День рождества близился к концу. Солнце закатывалось где–то за степью, а мы сидели в берлоге возле печки, дымя сигаретами. Потом к нам пришел капеллан батальона "Вестоне".
- Счастливого рождества, дети мои, счастливого рождества! - Он прислонился спиной к балке. - Устал, - пожаловался он, - обошел все землянки батальона. Сколько еще осталось после вашей?
- Всего одна. Потом будет уже "Морбеньо", - сказал я.
- Помолитесь сегодня вечером, а потом напишите домой. Будьте веселы и довольны и не забудьте письмо домой написать. А теперь пойду к остальным. До свидания.

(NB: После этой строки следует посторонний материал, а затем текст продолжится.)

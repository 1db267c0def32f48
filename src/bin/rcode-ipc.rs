use std::net::TcpListener;
use std::process::ExitCode;
use std::sync::Arc;
use std::time::Duration;

use clap::Parser;
use tracing::info;

use rcode::broker::{self, BrokerServer};
use rcode::config::Config;
use rcode::logging;
use rcode::session::SessionRegistry;

const LONG_VERSION: &str = concat!(
    env!("CARGO_PKG_VERSION"),
    " (built ",
    env!("RCODE_BUILD_DATE"),
    ", ",
    env!("RCODE_BUILD_TARGET"),
    ", ",
    env!("RCODE_BUILD_PROFILE"),
    ", ",
    env!("RCODE_BUILD_RUSTC"),
    ")"
);

#[derive(Parser, Debug)]
#[command(
    name = "rcode-ipc",
    version,
    long_version = LONG_VERSION,
    about = "Session broker for rssh and rcode."
)]
struct Cli {
    /// Bind host (default from ~/.rcode/config.yml, else 127.0.0.1)
    #[arg(long, value_name = "HOST")]
    host: Option<String>,

    /// Bind port (default from ~/.rcode/config.yml, else 7532)
    #[arg(long, value_name = "PORT")]
    port: Option<u16>,

    /// Stop after this long with zero sessions (e.g. 600s, 10m)
    #[arg(long = "max-idle", value_parser = humantime::parse_duration, value_name = "DURATION")]
    max_idle: Option<Duration>,

    /// Log to stderr instead of ~/.rcode/logs/ipc.log
    #[arg(long)]
    foreground: bool,
}

fn main() -> ExitCode {
    dotenvy::dotenv().ok();
    let cli = Cli::parse();

    let config = match Config::load() {
        Ok(c) => c,
        Err(e) => {
            eprintln!("rcode-ipc: {e}");
            return ExitCode::from(1);
        }
    };
    if let Err(e) = config.ensure_dirs() {
        eprintln!("rcode-ipc: {e}");
        return ExitCode::from(1);
    }
    if cli.foreground {
        logging::init_stderr(config.debug);
    } else if let Err(e) = logging::init_file(&config.log_dir, config.debug) {
        eprintln!("rcode-ipc: failed to open log file: {e}");
        return ExitCode::from(1);
    }

    let host = cli.host.clone().unwrap_or_else(|| config.broker_host.clone());
    let port = cli.port.unwrap_or(config.broker_port);
    let max_idle = cli.max_idle.unwrap_or(config.max_idle);

    // One broker per host: a second instance on the same port exits early.
    let _lock = match broker::acquire_broker_lock(port) {
        Ok(lock) => lock,
        Err(e) => {
            eprintln!("rcode-ipc: {e}");
            return ExitCode::from(1);
        }
    };

    #[cfg(unix)]
    broker::install_signal_handlers();

    info!(
        version = env!("CARGO_PKG_VERSION"),
        built = env!("RCODE_BUILD_DATE"),
        target = env!("RCODE_BUILD_TARGET"),
        rustc = env!("RCODE_BUILD_RUSTC"),
        "rcode-ipc starting"
    );

    let registry = Arc::new(SessionRegistry::new(config.key_files()));
    let server = BrokerServer::new(&config, registry, max_idle);
    let listener = match TcpListener::bind((host.as_str(), port)) {
        Ok(l) => l,
        Err(e) => {
            eprintln!("rcode-ipc: broker bind failed on {host}:{port}: {e}");
            return ExitCode::from(1);
        }
    };
    match server.serve(listener) {
        Ok(()) => ExitCode::SUCCESS,
        Err(e) => {
            eprintln!("rcode-ipc: {e}");
            ExitCode::from(1)
        }
    }
}
use std::process::ExitCode;

use clap::{Parser, ValueEnum};

use rcode::config::Config;
use rcode::ide;

const LONG_VERSION: &str = concat!(
    env!("CARGO_PKG_VERSION"),
    " (built ",
    env!("RCODE_BUILD_DATE"),
    ", ",
    env!("RCODE_BUILD_TARGET"),
    ", ",
    env!("RCODE_BUILD_PROFILE"),
    ", ",
    env!("RCODE_BUILD_RUSTC"),
    ")"
);

#[derive(Copy, Clone, PartialEq, Eq, Debug, ValueEnum)]
enum Ide {
    Code,
    Cursor,
    Windsurf,
}

impl Ide {
    fn as_str(self) -> &'static str {
        match self {
            Ide::Code => "code",
            Ide::Cursor => "cursor",
            Ide::Windsurf => "windsurf",
        }
    }
}

impl std::fmt::Display for Ide {
    fn fmt(&self, f: &mut std::fmt::Formatter<'_>) -> std::fmt::Result {
        f.write_str(self.as_str())
    }
}

#[derive(Parser, Debug)]
#[command(
    name = "rcode",
    version,
    long_version = LONG_VERSION,
    about = "Open VS Code, Cursor or Windsurf on a remote path, from either end of an rssh session.",
    override_usage = "rcode [OPTIONS] <HOST> <DIR>   (local)\n       rcode [OPTIONS] <DIR>          (remote)"
)]
struct Cli {
    /// IDE to launch
    #[arg(long, value_enum, default_value_t = Ide::Code)]
    ide: Ide,

    /// Reopen the most recently recorded shortcut
    #[arg(short = 'l', long)]
    latest: bool,

    /// Open a recorded shortcut by name
    #[arg(long = "open-shortcut", value_name = "NAME")]
    open_shortcut: Option<String>,

    /// Shortcut name recorded for this open
    #[arg(long = "name", default_value = "latest", value_name = "NAME")]
    shortcut_name: String,

    /// `<host> <dir>` on the local machine; `<dir>` on a remote one
    #[arg(value_name = "ARG")]
    args: Vec<String>,
}

fn main() -> ExitCode {
    dotenvy::dotenv().ok();
    let cli = Cli::parse();

    let config = match Config::load() {
        Ok(c) => c,
        Err(e) => {
            eprintln!("rcode: {e}");
            return ExitCode::from(1);
        }
    };
    if let Err(e) = config.ensure_dirs() {
        eprintln!("rcode: {e}");
        return ExitCode::from(1);
    }
    rcode::logging::init_stderr(config.debug);

    let bin = cli.ide.as_str();
    let result = if cli.latest {
        ide::run_latest(&config, bin)
    } else if let Some(name) = &cli.open_shortcut {
        ide::run_shortcut(&config, bin, name)
    } else if ide::is_remote_context() && cli.args.len() == 1 {
        match std::path::absolute(&cli.args[0]) {
            Ok(dir) => ide::run_remote(&config, bin, &dir),
            Err(e) => Err(e.into()),
        }
    } else if cli.args.len() >= 2 {
        ide::run_local(&config, bin, &cli.args[0], &cli.args[1], &cli.shortcut_name)
    } else {
        eprintln!("rcode: expected <host> <dir> on the local machine or <dir> on a remote one; see --help");
        return ExitCode::from(1);
    };

    match result {
        Ok(()) => ExitCode::SUCCESS,
        Err(e) => {
            eprintln!("rcode: failed to run {bin}: {e:#}");
            ExitCode::from(1)
        }
    }
}
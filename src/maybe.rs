/*
 * This Source Code Form is subject to the terms of the Mozilla Public
 * License, v. 2.0. If a copy of the MPL was not distributed with this
 * file, You can obtain one at https://mozilla.org/MPL/2.0/.
 */

//! This module contains [`Maybe`], the presence tag of an [`Option`](crate::Option)

use std::fmt::{self, Display};

/// Whether an [`Option`](`crate::Option`) holds a value or not
#[derive(Clone, Copy, Debug, PartialEq, Eq, Hash)]
pub enum Maybe {
	/// The option holds a value
	Some,

	/// The option is empty
	None,
}

impl Display for Maybe {
	fn fmt(&self, f: &mut fmt::Formatter<'_>) -> fmt::Result {
		f.write_str(match self {
			Maybe::Some => "Some",
			Maybe::None => "None",
		})
	}
}

#[cfg(test)]
mod tests {
	use super::*;

	#[test]
	fn display() {
		assert_eq!(Maybe::Some.to_string(), "Some");
		assert_eq!(Maybe::None.to_string(), "None");
	}

	#[test]
	fn variants_are_distinct() {
		assert_ne!(Maybe::Some, Maybe::None);
	}
}
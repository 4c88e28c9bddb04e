/*
 * This Source Code Form is subject to the terms of the Mozilla Public
 * License, v. 2.0. If a copy of the MPL was not distributed with this
 * file, You can obtain one at https://mozilla.org/MPL/2.0/.
 */

//! This module contains [`OptionError`]

/// Errors that may happen when creating or unwrapping an [`Option`](`crate::Option`)
#[derive(thiserror::Error, Clone, Copy, PartialEq, Eq, Debug)]
pub enum OptionError {
	/// A populated option was requested from a null value
	#[error("cannot create a populated option from a null value")]
	NullValue,

	/// An empty option was unwrapped without a fallback
	#[error("called `unwrap()` on an empty option")]
	UnwrapNone,
}
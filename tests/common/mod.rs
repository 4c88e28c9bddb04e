/*
 * This Source Code Form is subject to the terms of the Mozilla Public
 * License, v. 2.0. If a copy of the MPL was not distributed with this
 * file, You can obtain one at https://mozilla.org/MPL/2.0/.
 */

use tracing_subscriber::{EnvFilter, filter::LevelFilter};

/// Installs a tracing subscriber that writes through the test harness' captured output.
///
/// Defaults to INFO, set `RUST_LOG=maybe_option=trace` to see the events of the crate.
/// Does nothing if another subscriber has already been registered by a different test.
pub fn set_up_logging() {
	let env_filter = EnvFilter::builder()
		.with_default_directive(LevelFilter::INFO.into())
		.from_env_lossy();

	if tracing_subscriber::fmt()
		.with_env_filter(env_filter)
		.with_test_writer()
		.try_init()
		.is_err()
	{
		tracing::debug!("A tracing subscriber has already been set up");
	}
}
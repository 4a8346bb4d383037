//! Database access layer with domain-specific DAOs
//!
//! The feedback table is read-only input; the summaries table is the output of
//! a run. DAOs borrow any sea-orm connection so the same code runs against the
//! plain connection or inside the run transaction.

use crate::database::config::DatabaseConfig;
use crate::health::{HealthCheckResult, HealthChecker};
use async_trait::async_trait;
use sea_orm::{ConnectOptions, DatabaseConnection, DatabaseTransaction, TransactionTrait};
use thiserror::Error;

pub mod config;
pub mod dao;
pub mod entities;
pub mod migration;

pub use dao::{FeedbackDao, FeedbackFilter, SummariesDao};

/// Database error types
#[derive(Error, Debug)]
pub enum DatabaseError {
    #[error("Database error: {0}")]
    Database(String),
    #[error("Record not found")]
    NotFound,
    #[error("Migration error: {0}")]
    Migration(String),
}

pub type DatabaseResult<T> = Result<T, DatabaseError>;

/// Database manager trait for dependency injection and testing
#[async_trait]
pub trait DatabaseManager: Send + Sync {
    /// Run database migrations
    async fn migrate(&self) -> DatabaseResult<()>;

    /// Health check for database connection
    async fn health_check(&self) -> DatabaseResult<()>;

    /// Start a transaction; dropping it without commit rolls it back
    async fn begin(&self) -> DatabaseResult<DatabaseTransaction>;

    /// Get feedback DAO
    fn feedback(&self) -> FeedbackDao<'_, DatabaseConnection>;

    /// Get summaries DAO
    fn summaries(&self) -> SummariesDao<'_, DatabaseConnection>;

    /// Get direct database connection (for migrations and admin operations)
    fn connection(&self) -> &DatabaseConnection;
}

pub struct DatabaseManagerImpl {
    pub connection: DatabaseConnection,
}

impl DatabaseManagerImpl {
    pub async fn new_from_config(config: &DatabaseConfig) -> Result<Self, DatabaseError> {
        let mut options = ConnectOptions::new(config.url.clone());
        options
            .max_connections(config.max_connections)
            .sqlx_logging(false);

        let connection = sea_orm::Database::connect(options)
            .await
            .map_err(|e| DatabaseError::Database(e.to_string()))?;

        Ok(Self { connection })
    }

    pub fn from_connection(connection: DatabaseConnection) -> Self {
        Self { connection }
    }
}

#[async_trait]
impl DatabaseManager for DatabaseManagerImpl {
    async fn migrate(&self) -> DatabaseResult<()> {
        use crate::database::migration::Migrator;
        use sea_orm_migration::MigratorTrait;

        tracing::info!("Running database migrations");

        Migrator::up(&self.connection, None)
            .await
            .map_err(|e| DatabaseError::Migration(format!("Failed to run migrations: {}", e)))?;

        tracing::info!("Successfully completed all migrations");
        Ok(())
    }

    async fn health_check(&self) -> DatabaseResult<()> {
        self.connection
            .ping()
            .await
            .map_err(|e| DatabaseError::Database(format!("db error: {}", e)))
    }

    async fn begin(&self) -> DatabaseResult<DatabaseTransaction> {
        self.connection
            .begin()
            .await
            .map_err(|e| DatabaseError::Database(e.to_string()))
    }

    fn feedback(&self) -> FeedbackDao<'_, DatabaseConnection> {
        FeedbackDao::new(&self.connection)
    }

    fn summaries(&self) -> SummariesDao<'_, DatabaseConnection> {
        SummariesDao::new(&self.connection)
    }

    fn connection(&self) -> &DatabaseConnection {
        &self.connection
    }
}

#[async_trait]
impl HealthChecker for DatabaseManagerImpl {
    fn name(&self) -> &str {
        "database"
    }

    async fn check(&self) -> HealthCheckResult {
        match self.health_check().await {
            Ok(_) => HealthCheckResult::healthy_with_details(serde_json::json!({
                "status": "healthy",
                "connection": "ok"
            })),
            Err(err) => HealthCheckResult::unhealthy_with_details(
                "DB health check failed".to_string(),
                serde_json::json!({
                    "status": "unhealthy",
                    "error": err.to_string()
                }),
            ),
        }
    }
}
use crate::database::entities::{SummaryRecord, summaries};
use crate::database::{DatabaseError, DatabaseResult};
use chrono::NaiveDate;
use sea_orm::{
    ActiveValue, ColumnTrait, ConnectionTrait, EntityTrait, QueryFilter, QueryOrder, Set,
};

/// Summaries DAO for database operations
pub struct SummariesDao<'c, C> {
    db: &'c C,
}

impl<'c, C: ConnectionTrait> SummariesDao<'c, C> {
    pub fn new(db: &'c C) -> Self {
        Self { db }
    }

    /// Delete every summary generated on `date`, returning the number removed
    pub async fn delete_for_date(&self, date: NaiveDate) -> DatabaseResult<u64> {
        let result = summaries::Entity::delete_many()
            .filter(summaries::Column::GeneratedOn.eq(date))
            .exec(self.db)
            .await
            .map_err(|e| DatabaseError::Database(e.to_string()))?;

        Ok(result.rows_affected)
    }

    /// Store a summary record; the id is assigned by the database
    pub async fn insert(&self, summary: &SummaryRecord) -> DatabaseResult<()> {
        let active_model = summaries::ActiveModel {
            id: ActiveValue::NotSet,
            service_type: Set(summary.service_type.clone()),
            location: Set(summary.location.clone()),
            summary_type: Set(summary.summary_type.clone()),
            summary_text: Set(summary.summary_text.clone()),
            generated_on: Set(summary.generated_on),
        };

        summaries::Entity::insert(active_model)
            .exec_without_returning(self.db)
            .await
            .map_err(|e| DatabaseError::Database(e.to_string()))?;

        Ok(())
    }

    /// Get all summaries generated on `date` in insertion order
    pub async fn find_for_date(&self, date: NaiveDate) -> DatabaseResult<Vec<SummaryRecord>> {
        summaries::Entity::find()
            .filter(summaries::Column::GeneratedOn.eq(date))
            .order_by_asc(summaries::Column::Id)
            .all(self.db)
            .await
            .map_err(|e| DatabaseError::Database(e.to_string()))
    }

    /// Most recent summary for a (service, summary type, location) combination
    pub async fn find_latest(
        &self,
        service_type: &str,
        summary_type: &str,
        location: &str,
    ) -> DatabaseResult<Option<SummaryRecord>> {
        summaries::Entity::find()
            .filter(summaries::Column::ServiceType.eq(service_type))
            .filter(summaries::Column::SummaryType.eq(summary_type))
            .filter(summaries::Column::Location.eq(location))
            .order_by_desc(summaries::Column::GeneratedOn)
            .order_by_desc(summaries::Column::Id)
            .one(self.db)
            .await
            .map_err(|e| DatabaseError::Database(e.to_string()))
    }
}
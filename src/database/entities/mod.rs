pub mod feedback;
pub mod summaries;

pub use feedback::Entity as Feedback;
pub use feedback::Sentiment;
pub use summaries::Entity as Summaries;

// Type aliases
pub type FeedbackRecord = feedback::Model;
pub type SummaryRecord = summaries::Model;
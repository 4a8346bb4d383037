use async_trait::async_trait;
use serde::{Deserialize, Serialize};
use std::sync::Arc;
use std::time::Instant;

#[derive(Debug, Clone, Copy, PartialEq, Eq, Serialize, Deserialize)]
pub enum HealthStatus {
    Healthy,
    Unhealthy,
}

#[derive(Debug, Clone, Serialize, Deserialize)]
pub struct HealthCheckResult {
    pub status: HealthStatus,
    pub message: Option<String>,
    pub details: Option<serde_json::Value>,
    pub duration_ms: Option<u64>,
}

impl HealthCheckResult {
    pub fn healthy_with_details(details: serde_json::Value) -> Self {
        Self {
            status: HealthStatus::Healthy,
            message: None,
            details: Some(details),
            duration_ms: None,
        }
    }

    pub fn unhealthy_with_details(message: String, details: serde_json::Value) -> Self {
        Self {
            status: HealthStatus::Unhealthy,
            message: Some(message),
            details: Some(details),
            duration_ms: None,
        }
    }

    pub fn with_duration(mut self, duration_ms: u64) -> Self {
        self.duration_ms = Some(duration_ms);
        self
    }
}

#[async_trait]
pub trait HealthChecker: Send + Sync {
    /// The name of this health check component
    fn name(&self) -> &str;

    /// Perform the health check
    async fn check(&self) -> HealthCheckResult;
}

#[derive(Debug, Clone, Serialize, Deserialize)]
pub struct HealthReport {
    pub status: HealthStatus,
    pub timestamp: String,
    /// Results in registration order
    pub checks: Vec<(String, HealthCheckResult)>,
}

impl HealthReport {
    pub fn is_healthy(&self) -> bool {
        self.status == HealthStatus::Healthy
    }
}

/// Runs registered checks one after another
#[derive(Default)]
pub struct HealthService {
    checkers: Vec<Arc<dyn HealthChecker>>,
}

impl HealthService {
    pub fn new() -> Self {
        Self::default()
    }

    pub fn register(&mut self, checker: Arc<dyn HealthChecker>) {
        self.checkers.push(checker);
    }

    pub async fn check_all(&self) -> HealthReport {
        let mut checks = Vec::with_capacity(self.checkers.len());

        for checker in &self.checkers {
            let start = Instant::now();
            let result = checker.check().await;
            let duration = start.elapsed().as_millis() as u64;
            checks.push((checker.name().to_string(), result.with_duration(duration)));
        }

        let status = if checks
            .iter()
            .any(|(_, result)| result.status == HealthStatus::Unhealthy)
        {
            HealthStatus::Unhealthy
        } else {
            HealthStatus::Healthy
        };

        HealthReport {
            status,
            timestamp: chrono::Utc::now().to_rfc3339(),
            checks,
        }
    }
}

- Не найдется ли у вас, падре, пачки "Милита"?
- О, конечно! Держите. - Он оставил нам две пачки "Македонии" и ушел.
Мескини стал чертыхаться, Бодей поддержал его. Джуанин из своего угла сказал им:
- Замолчите, сегодня рождество Христово!
Но Мескини только еще больше разошелся.
- Вечно эта "Македония", - возмущался он. - Хоть бы раз дали крошеного табаку, "Милит" или "Пополари". А это - трава для нежных девиц.
- Черт побрал, опять "Македония", - проворчал Тоурн.
- Век бы не видеть этой вонючей "Македонии", - заключил Морески.
Стемнело, и я отправил первую пару часовых. Сидел возле печки и блаженно почесывал спину, как вдруг вошел Киццари и сказал:
- Старший сержант, тебя к телефону. Капитан звонит.
Я накинул шинель, взял карабин и вышел, мучительно соображая, что я такого натворил. Телефон стоял в берлоге лейтенанта, самого лейтенанта не было, разгуливал, наверно, по берегу реки - слушал, как чихают русские часовые.
Капитан Беппо велел мне заскочить в штаб роты: у него есть для меня новость. "Что он мне собирается сообщить?" - думал я, направляясь к полуразрушенной церкви.
Круглолицый и краснощекий капитан Беппо уже ждал меня в своей удобной и просторной берлоге. Сдвинув набекрень шляпу с пером и заложив руки в карманы, он стоял прямо, точно новобранец.
- Счастливого тебе рождества! - сказал он и протянул мне руку.